PROVIDED ENTRIES:
══════════

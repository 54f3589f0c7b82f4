// SPDX-License-Identifier: BUSL-1.1
// Copyright (c) 2026 Alfred Jean LLC

//! Human-in-the-loop reauthorization.

use std::sync::Arc;
use std::time::Duration;

use futures_util::future::BoxFuture;
use reqwest::Url;
use tokio::io::{AsyncBufRead, AsyncBufReadExt, BufReader};
use tracing::{info, warn};

use crate::credential::oauth::TokenGrant;
use crate::credential::CredentialBundle;
use crate::error::AuthError;

/// Obtains a brand-new bundle when refresh is no longer possible.
///
/// Implementations must leave stored credentials untouched on failure; the
/// gate installs the returned bundle itself.
pub trait InteractiveReauthFlow: Send + Sync {
    fn obtain_new_bundle<'a>(&'a self) -> BoxFuture<'a, Result<CredentialBundle, AuthError>>;
}

type LineSource = Box<dyn AsyncBufRead + Send + Unpin>;

/// Prints the authorization URL and reads the redirect (or bare code) back
/// from a line source, then runs the authorization-code grant.
pub struct ConsoleReauthFlow {
    grant: Arc<dyn TokenGrant>,
    authorize_url: Option<String>,
    input: tokio::sync::Mutex<LineSource>,
    input_timeout: Duration,
}

impl ConsoleReauthFlow {
    /// Read from the process's stdin.
    pub fn stdin(
        grant: Arc<dyn TokenGrant>,
        authorize_url: Option<String>,
        input_timeout: Duration,
    ) -> Self {
        Self::with_input(grant, authorize_url, BufReader::new(tokio::io::stdin()), input_timeout)
    }

    pub fn with_input(
        grant: Arc<dyn TokenGrant>,
        authorize_url: Option<String>,
        input: impl AsyncBufRead + Send + Unpin + 'static,
        input_timeout: Duration,
    ) -> Self {
        Self {
            grant,
            authorize_url,
            input: tokio::sync::Mutex::new(Box::new(input)),
            input_timeout,
        }
    }

    async fn read_response(&self) -> Result<String, AuthError> {
        let mut input = self.input.lock().await;
        let mut line = String::new();
        match tokio::time::timeout(self.input_timeout, input.read_line(&mut line)).await {
            Err(_) => Err(AuthError::Interaction(format!(
                "no authorization response within {}s",
                self.input_timeout.as_secs()
            ))),
            Ok(Err(e)) => Err(AuthError::Interaction(format!("read authorization response: {e}"))),
            Ok(Ok(0)) => Err(AuthError::Interaction("input closed".to_owned())),
            Ok(Ok(_)) => Ok(line),
        }
    }
}

impl InteractiveReauthFlow for ConsoleReauthFlow {
    fn obtain_new_bundle<'a>(&'a self) -> BoxFuture<'a, Result<CredentialBundle, AuthError>> {
        Box::pin(async move {
            let Some(ref url) = self.authorize_url else {
                return Err(AuthError::Interaction("no authorization URL configured".to_owned()));
            };
            info!(url = %url, "waiting for interactive authorization");
            eprintln!("Authorization required. Open this URL and approve access:");
            eprintln!();
            eprintln!("  {url}");
            eprintln!();
            eprintln!("Then paste the full redirect URL (or just the code):");

            let line = self.read_response().await?;
            let code = extract_code(&line).inspect_err(|e| {
                warn!(err = %e, "unusable authorization response");
            })?;
            self.grant.exchange_code(&code).await
        })
    }
}

/// Pull the authorization code out of a pasted redirect URL or bare code.
///
/// The `code` query parameter is percent-decoded. A redirect carrying an
/// `error` parameter is reported as a denial.
pub fn extract_code(input: &str) -> Result<String, AuthError> {
    let input = input.trim();
    if input.is_empty() {
        return Err(AuthError::Interaction("empty authorization response".to_owned()));
    }
    if !input.contains('?') && !input.contains("://") {
        return Ok(input.to_owned());
    }

    let url = match Url::parse(input) {
        Ok(url) => url,
        Err(_) => Url::parse(&format!("http://localhost/{}", input.trim_start_matches('/')))
            .map_err(|e| AuthError::Interaction(format!("unparseable redirect: {e}")))?,
    };
    let mut code = None;
    for (name, value) in url.query_pairs() {
        match name.as_ref() {
            "error" => {
                return Err(AuthError::Interaction(format!("authorization denied: {value}")));
            }
            "code" if !value.is_empty() => code = Some(value.into_owned()),
            _ => {}
        }
    }
    code.ok_or_else(|| AuthError::Interaction("redirect has no code parameter".to_owned()))
}

#[cfg(test)]
#[path = "reauth_tests.rs"]
mod tests;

══════════

WHAT TO DO: Copy the records above faithfully. Begin at their first line, end at the line containing "use reqwest::Url;", and include nothing else.

ANSWER AREA:
repository 54f3589f0c7b82f4
// SPDX-License-Identifier: BUSL-1.1
// Copyright (c) 2026 Alfred Jean LLC

//! Human-in-the-loop reauthorization.

use std::sync::Arc;
use std::time::Duration;

use futures_util::future::BoxFuture;
use reqwest::Url;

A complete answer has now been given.